**Your objective**: Reproduce the tail of the data exactly. It starts at the line containing "let millis = u64::deserialize(deserializer)?;" and runs to the last line.

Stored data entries
BEGIN

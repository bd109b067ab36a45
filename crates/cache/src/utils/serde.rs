//! Serialization utilities for configuration types
//!
//! Sweep intervals and shutdown timeouts are written as plain millisecond
//! integers so they read naturally in TOML and JSON.

use std::time::Duration;

use serde::{Deserialize, Deserializer, Serializer};

/// Serialize a `Duration` as whole milliseconds (u64)
///
/// # Usage
/// ```rust
/// use std::time::Duration;
///
/// use serde::{Deserialize, Serialize};
/// use sweepcache::utils::duration_millis;
///
/// #[derive(Serialize, Deserialize)]
/// struct Example {
///     #[serde(with = "duration_millis")]
///     interval: Duration,
/// }
/// ```
pub mod duration_millis {
    use super::*;

    type SerializeResult<S> = Result<<S as Serializer>::Ok, <S as Serializer>::Error>;

    /// Serialize a Duration as milliseconds
    pub fn serialize<S>(duration: &Duration, serializer: S) -> SerializeResult<S>
    where
        S: Serializer,
    {
        let millis = u64::try_from(duration.as_millis()).unwrap_or(u64::MAX);
        serializer.serialize_u64(millis)
    }

    /// Deserialize milliseconds into a Duration
    pub fn deserialize<'de, D>(deserializer: D) -> Result<Duration, D::Error>
    where
        D: Deserializer<'de>,
    {
        let millis = u64::deserialize(deserializer)?;
        Ok(Duration::from_millis(millis))
    }
}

END

**Result of this task**:
        let millis = u64::deserialize(deserializer)?;
        Ok(Duration::from_millis(millis))
    }
}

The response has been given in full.